Pharmaceuticals

In recent years, the Attorney General, often working with similar officials in other states, has obtained from many large pharmaceutical companies accused of various antitrust violations hundreds of millions of dollars used for consumer refunds and to support various programs that benefit the general public.

  • In January 2010, California and twenty-three other states achieved a $22.5 million settlement with pharmaceutical giants Abbott and Fournier after the companies "illegally blocked" cheaper generic substitutes for the patented brand-name cholesterol-reducing drug Tricor. The settlement is the result of one of the country's first legal actions challenging pharmaceutical companies for "product hopping", a strategy to block generic competition by making slight changes to the formulation of an existing patented drug.
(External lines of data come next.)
impl Parse for MetaNameValue {
    fn parse(input: ParseStream) -> syn::Result<Self> {
        Ok(Self {
            path: input.parse()?,
            _eq_token: input.parse()?,
            value: input.parse()?,
        })
    }
}

/// Helper to check if a type is an `Option<T>`.
fn is_option(ty: &Type) -> bool {
    get_option_inner(ty).is_some()
}

/// Helper to get the inner type of an `Option<T>`.
fn get_option_inner(ty: &Type) -> Option<&Type> {
    if let Type::Path(type_path) = ty {
        if type_path.qself.is_some() {
            return None;
        }
        if let Some(segment) = type_path.path.segments.last() {
            if segment.ident != "Option" {
                return None;
            }
            if let syn::PathArguments::AngleBracketed(args) = &segment.arguments {
                if let Some(syn::GenericArgument::Type(inner_ty)) = args.args.first() {
                    return Some(inner_ty);
                }
            }
        }
    }
    None
}

fn is_valid_ident(s: &str) -> bool {
    let mut chars = s.chars();
    match chars.next() {
        Some(c) if c == '_' || c.is_ascii_alphabetic() => {}
        _ => return false,
    }
    chars.all(|ch| ch == '_' || ch.is_ascii_alphanumeric())
}

/// Holds parsed metadata about a single struct field.
#[derive(Clone)]
struct FieldMetadata {
    ident: Ident,
    ty: Type,
    ty_str: String,
    column_name: String,
    is_id: bool,
    is_skipped: bool,
}

/// Parses all named fields from a `DeriveInput` struct.
fn parse_field_metadata(input: &DeriveInput) -> syn::Result<Vec<FieldMetadata>> {
    let fields = match &input.data {
        Data::Struct(s) => match &s.fields {
            Fields::Named(named) => named,
            _ => {
                return Err(syn::Error::new(
                    input.ident.span(),
                    "#[derive(Entity)] only supports structs with named fields.",
                ))
            }
        },
        _ => {
            return Err(syn::Error::new(
                input.ident.span(),
                "#[derive(Entity)] can only be used on structs.",
            ))
        }
    };

    let mut out = Vec::with_capacity(fields.named.len());
    for field in &fields.named {
        let ident = field
            .ident
            .clone()
            .ok_or_else(|| syn::Error::new(field.span(), "expected a named field"))?;
        let ty = field.ty.clone();
        let ty_str = ty.to_token_stream().to_string().replace(' ', "");
        let mut column_name = ident.to_string();
        let mut is_id = false;
        let mut is_skipped = false;

        for attr in &field.attrs {
            if !attr.path().is_ident("fetch") {
                continue;
            }
            // Propagate parse errors to cause a compile error for invalid meta, e.g., #[fetch(column)]
            attr.parse_nested_meta(|meta| {
                if meta.path.is_ident("column") {
                    let s: LitStr = meta.value()?.parse()?;
                    column_name = s.value();
                    Ok(())
                } else if meta.path.is_ident("id") {
                    is_id = true;
                    Ok(())
                } else if meta.path.is_ident("skip") {
                    is_skipped = true;
                    Ok(())
                } else {
                    Err(meta.error("expected `id`, `skip`, or `column = \"...\"`"))
                }
            })?;
        }
        out.push(FieldMetadata {
            ident,
            ty,
            ty_str,
            column_name,
            is_id,
            is_skipped,
        });
    }
    Ok(out)
}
    “Abbott and Fournier devised a complex scheme that illegally blocked cheaper generic drugs from entering the market,” Attorney General Edmund G. Brown Jr. said. “They used minor reformulations of the drug to delay competition and filed frivolous patent lawsuits. This scheme cost California and other states millions of dollars.”
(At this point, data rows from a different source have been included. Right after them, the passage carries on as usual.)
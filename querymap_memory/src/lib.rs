#![forbid(unsafe_code)]
#![allow(unexpected_cfgs)]
//! In-memory backend for querymap.
//!
//! [`MemoryRepository`] keeps rows in a shared `Vec` behind an `RwLock` and
//! evaluates [`Query`] wrappers directly against the values produced by
//! `Fetchable::column_values`. It is meant for tests, prototypes and
//! embedding, and follows the same semantics as the SQL backends: unknown
//! columns are rejected, comparisons against NULL never match, and ordering
//! puts NULLs first when ascending.

use std::cmp::Ordering;
use std::io;
use std::sync::{Arc, RwLock, RwLockReadGuard, RwLockWriteGuard};
use std::time::Instant;

use async_trait::async_trait;
use querymap_core::{
    Fetchable, Identifiable, ParamValue, Query, RepoError, RepoResult, Repository,
};
use serde::de::DeserializeOwned;

#[cfg(feature = "tracing")]
use tracing::info;

#[inline]
#[allow(unused_variables)]
fn obs_record(op: &str, table: &str, start: Instant, rows: usize, success: bool) {
    let elapsed = start.elapsed().as_millis() as u64;
    #[cfg(feature = "tracing")]
    {
        info!(
            backend = "memory",
            table = table,
            op = op,
            rows = rows,
            elapsed_ms = elapsed,
            success = success,
            "repo op"
        );
    }
    #[cfg(feature = "metrics")]
    {
        metrics::counter!("repo_ops_total", 1, "op" => op.to_string(), "table" => table.to_string(), "success" => success.to_string());
        metrics::histogram!("repo_op_duration_ms", elapsed as f64, "op" => op.to_string(), "table" => table.to_string());
        if !success {
            metrics::counter!("repo_op_errors_total", 1, "op" => op.to_string(), "table" => table.to_string());
        }
    }
}

/// Record the outcome of `result` and pass it through.
fn observed<R>(
    op: &str,
    table: &str,
    start: Instant,
    result: RepoResult<R>,
    rows: impl FnOnce(&R) -> usize,
) -> RepoResult<R> {
    match &result {
        Ok(r) => obs_record(op, table, start, rows(r), true),
        Err(_) => obs_record(op, table, start, 0, false),
    }
    result
}

fn offline() -> RepoError {
    RepoError::backend(io::Error::new(
        io::ErrorKind::NotConnected,
        "memory store is offline",
    ))
}

fn poisoned() -> RepoError {
    RepoError::backend(io::Error::new(
        io::ErrorKind::Other,
        "memory store lock poisoned",
    ))
}

fn duplicate_key(key: &impl std::fmt::Debug) -> RepoError {
    RepoError::backend(io::Error::new(
        io::ErrorKind::AlreadyExists,
        format!("duplicate key {:?}", key),
    ))
}

static NULL: ParamValue = ParamValue::Null;

/// Convert a generated integer id into the entity's key type.
fn key_from_i64<K: DeserializeOwned>(n: i64) -> RepoResult<K> {
    serde_json::from_value(serde_json::Value::from(n)).map_err(RepoError::backend)
}

struct State<T> {
    rows: Vec<T>,
    next_id: i64,
    online: bool,
}

impl<T> Default for State<T> {
    fn default() -> Self {
        Self {
            rows: Vec::new(),
            next_id: 1,
            online: true,
        }
    }
}

/// A cloneable handle over shared in-memory storage for entity `T`.
///
/// Clones share the same rows, so one clone can seed or take the store
/// offline while another is used through a `Mapper` or generated repository.
pub struct MemoryRepository<T> {
    state: Arc<RwLock<State<T>>>,
}

impl<T> Clone for MemoryRepository<T> {
    fn clone(&self) -> Self {
        Self {
            state: Arc::clone(&self.state),
        }
    }
}

impl<T> Default for MemoryRepository<T> {
    fn default() -> Self {
        Self {
            state: Arc::new(RwLock::new(State::default())),
        }
    }
}

impl<T> MemoryRepository<T>
where
    T: Fetchable + Identifiable + Clone,
{
    pub fn new() -> Self {
        Self::default()
    }

    /// Build a store that already holds `rows`. See [`MemoryRepository::seed`].
    pub fn with_rows(rows: impl IntoIterator<Item = T>) -> RepoResult<Self> {
        let repo = Self::new();
        repo.seed(rows)?;
        Ok(repo)
    }

    /// Append rows verbatim. Ids are neither assigned nor checked for
    /// uniqueness, which makes it possible to stage ambiguous data.
    pub fn seed(&self, rows: impl IntoIterator<Item = T>) -> RepoResult<()> {
        let mut state = self.state.write().map_err(|_| poisoned())?;
        state.rows.extend(rows);
        Ok(())
    }

    /// Toggle availability. While offline every repository operation fails
    /// with a backend error.
    pub fn set_online(&self, online: bool) -> RepoResult<()> {
        let mut state = self.state.write().map_err(|_| poisoned())?;
        state.online = online;
        Ok(())
    }

    pub fn is_online(&self) -> bool {
        self.state.read().map(|s| s.online).unwrap_or(false)
    }

    /// Copy of every stored row in insertion order.
    pub fn snapshot(&self) -> RepoResult<Vec<T>> {
        Ok(self.read()?.rows.clone())
    }

    pub fn len(&self) -> RepoResult<usize> {
        Ok(self.read()?.rows.len())
    }

    pub fn is_empty(&self) -> RepoResult<bool> {
        Ok(self.len()? == 0)
    }

    fn read(&self) -> RepoResult<RwLockReadGuard<'_, State<T>>> {
        let state = self.state.read().map_err(|_| poisoned())?;
        if !state.online {
            return Err(offline());
        }
        Ok(state)
    }

    fn write(&self) -> RepoResult<RwLockWriteGuard<'_, State<T>>> {
        let state = self.state.write().map_err(|_| poisoned())?;
        if !state.online {
            return Err(offline());
        }
        Ok(state)
    }
}

/// Evaluate `query` against one row.
fn row_matches<T: Fetchable>(query: &Query, row: &T) -> bool {
    let values = row.column_values();
    query.matches(|col: &str| {
        T::SELECT_COLUMNS
            .iter()
            .position(|c| *c == col)
            .and_then(|i| values.get(i))
    })
}

/// Order two rows by the query's sort keys. NULL sorts before any value;
/// values of incomparable kinds are treated as equal. A value missing from a
/// short row reads as NULL.
fn compare_rows(order: &[(usize, bool)], a: &[ParamValue], b: &[ParamValue]) -> Ordering {
    for &(idx, ascending) in order {
        let x = a.get(idx).unwrap_or(&NULL);
        let y = b.get(idx).unwrap_or(&NULL);
        let ord = match (x, y) {
            (ParamValue::Null, ParamValue::Null) => Ordering::Equal,
            (ParamValue::Null, _) => Ordering::Less,
            (_, ParamValue::Null) => Ordering::Greater,
            (x, y) => x.compare(y).unwrap_or(Ordering::Equal),
        };
        let ord = if ascending { ord } else { ord.reverse() };
        if ord != Ordering::Equal {
            return ord;
        }
    }
    Ordering::Equal
}

fn select_rows<T: Fetchable + Clone>(rows: &[T], query: &Query) -> Vec<T> {
    let mut hits: Vec<(Vec<ParamValue>, &T)> = rows
        .iter()
        .filter(|r| row_matches(query, *r))
        .map(|r| (r.column_values(), r))
        .collect();

    if !query.order().is_empty() {
        let order: Vec<(usize, bool)> = query
            .order()
            .iter()
            .filter_map(|o| {
                T::SELECT_COLUMNS
                    .iter()
                    .position(|c| *c == o.column)
                    .map(|i| (i, o.ascending))
            })
            .collect();
        hits.sort_by(|(a, _), (b, _)| compare_rows(&order, a, b));
    }

    hits.into_iter()
        .skip(query.offset_value().unwrap_or(0))
        .take(query.limit_value().unwrap_or(usize::MAX))
        .map(|(_, r)| r.clone())
        .collect()
}

#[async_trait]
impl<T> Repository<T> for MemoryRepository<T>
where
    T: Fetchable + Identifiable + Clone + Send + Sync + 'static,
    T::Key: Clone + PartialEq + std::fmt::Debug + DeserializeOwned + Send + Sync,
{
    async fn find_by_id(&self, id: &T::Key) -> RepoResult<Option<T>> {
        let start = Instant::now();
        let result = self.read().map(|state| {
            state
                .rows
                .iter()
                .find(|r| r.id().as_ref() == Some(id))
                .cloned()
        });
        observed("find_by_id", T::TABLE, start, result, |r| {
            usize::from(r.is_some())
        })
    }

    async fn insert(&self, entity: &T) -> RepoResult<T> {
        let start = Instant::now();
        let result = self.write().and_then(|mut state| {
            let mut row = entity.clone();
            match row.id() {
                Some(key) => {
                    if state.rows.iter().any(|r| r.id().as_ref() == Some(&key)) {
                        return Err(duplicate_key(&key));
                    }
                }
                None => {
                    // Skip ids that were seeded or inserted explicitly.
                    let key = loop {
                        let candidate: T::Key = key_from_i64(state.next_id)?;
                        state.next_id += 1;
                        if !state
                            .rows
                            .iter()
                            .any(|r| r.id().as_ref() == Some(&candidate))
                        {
                            break candidate;
                        }
                    };
                    row.set_id(key);
                }
            }
            state.rows.push(row.clone());
            Ok(row)
        });
        observed("insert", T::TABLE, start, result, |_| 1)
    }

    async fn update(&self, entity: &T) -> RepoResult<T> {
        let start = Instant::now();
        let result = self.write().and_then(|mut state| {
            let key = entity.id().ok_or(RepoError::NotFound)?;
            let slot = state
                .rows
                .iter_mut()
                .find(|r| r.id().as_ref() == Some(&key))
                .ok_or(RepoError::NotFound)?;
            *slot = entity.clone();
            Ok(entity.clone())
        });
        observed("update", T::TABLE, start, result, |_| 1)
    }

    async fn delete_by_id(&self, id: &T::Key) -> RepoResult<bool> {
        let start = Instant::now();
        let result = self.write().map(|mut state| {
            let before = state.rows.len();
            state.rows.retain(|r| r.id().as_ref() != Some(id));
            before - state.rows.len()
        });
        observed("delete_by_id", T::TABLE, start, result, |n| *n).map(|n| n > 0)
    }

    async fn select_list(&self, query: &Query) -> RepoResult<Vec<T>> {
        let start = Instant::now();
        let result = query
            .validate(T::SELECT_COLUMNS)
            .and_then(|_| self.read())
            .map(|state| select_rows(&state.rows, query));
        observed("select_list", T::TABLE, start, result, Vec::len)
    }

    async fn select_count(&self, query: &Query) -> RepoResult<u64> {
        let start = Instant::now();
        let result = query
            .validate(T::SELECT_COLUMNS)
            .and_then(|_| self.read())
            .map(|state| state.rows.iter().filter(|r| row_matches(query, *r)).count() as u64);
        observed("select_count", T::TABLE, start, result, |_| 1)
    }

    async fn delete_matching(&self, query: &Query) -> RepoResult<u64> {
        let start = Instant::now();
        let result = query
            .validate(T::SELECT_COLUMNS)
            .and_then(|_| query.check_block_attack())
            .and_then(|_| self.write())
            .map(|mut state| {
                let before = state.rows.len();
                state.rows.retain(|r| !row_matches(query, r));
                (before - state.rows.len()) as u64
            });
        observed("delete_matching", T::TABLE, start, result, |n| *n as usize)
    }
}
    The settlement agreement requires the companies to cease illegal efforts to block generic competition to Tricor and to pay the states approximately $22.5 million dollars. In California, the Department of General Services, Medi-Cal, and the Department of Corrections will be reimbursed for overcharges.
  • California, together with thirty-three other states and the District of Columbia, challenged an agreement by which Barr Pharmaceuticals received $20 million from pharmaceutical giant Warner Chilcott in exchange for withholding from the market a generic version of Ovcon, a prescription oral contraceptive. After litigation was filed, Warner Chilcott and Barr Pharmaceuticals voided their agreement, and began competing with one another, resulting in a 20 percent drop in the price of the contraceptive within just one month. In 2008, California and the other states settled the lawsuit with Warner Chilcott and Barr Pharmaceuticals. The latter company agreed to a ten-year consent decree barring similar agreements, and requiring the payment of civil penalties and the prosecutors’ attorney fees.
  • California, along with several other states, filed a lawsuit challenging Bristol-Myer Squibbs’s (“BMS”) manipulation of the patent-law system to extend a monopoly over the brand-name anti-cancer drug Taxol. BMS had entered into agreements with generic manufacturers preventing them from selling competing versions of Taxol. California obtained an injunction against such practices, and millions of dollars of reimbursements for California consumers and various state entities that had paid too much for the drugs. Additionally, BMS donated a finite amount of free Taxol to persons who needed the drug, but could not afford it. Later, BMS attempted to enter into another secret deal with a generic manufacturer of Plavix, a drug used to prevent blood clotting in recent victims of heart attacks or strokes. These actions were a second violation of the antitrust laws and resulted in California receiving additional monetary penalties.
  • In March 2006, GlaxoSmithKline (“GSK”) agreed to pay $14 million to resolve allegations of charging improperly inflated prices for the anti-depressant drug Paxil to state government programs, because GSK engaged in patent fraud, antitrust violations, and frivolous litigation to maintain a monopoly on the drug and to block generic versions of the drug from entering the market. GSK entered the settlement with California, and forty-six other states, plus U.S. territories. California received $2 million of the total recovery.
  • The FTC and multiple states including California brought lawsuits alleging that Mylan Laboratories, Cambrex, Profarmaco, and Gyma Laboratories of America monopolized, attempted to monopolize, and conspired to monopolize the market for lorazepam and clorazepate, two generic anti-anxiety drugs. After cornering the market on these two drugs, these companies increased the prices 1,900 to over 3,200 percent. In July 2000, the FTC, California, and thirty-one other states obtained injunctive relief and a $100 million settlement payment from the defendants. California obtained approximately $1.8 million for injured California consumers and $925,000 for harmed state agencies.
  • Aventis Pharmaceuticals and Andrx agreed to an $80 million settlement with California and other states for unfair business competition related to the popular generic heart medication Cardizem CD.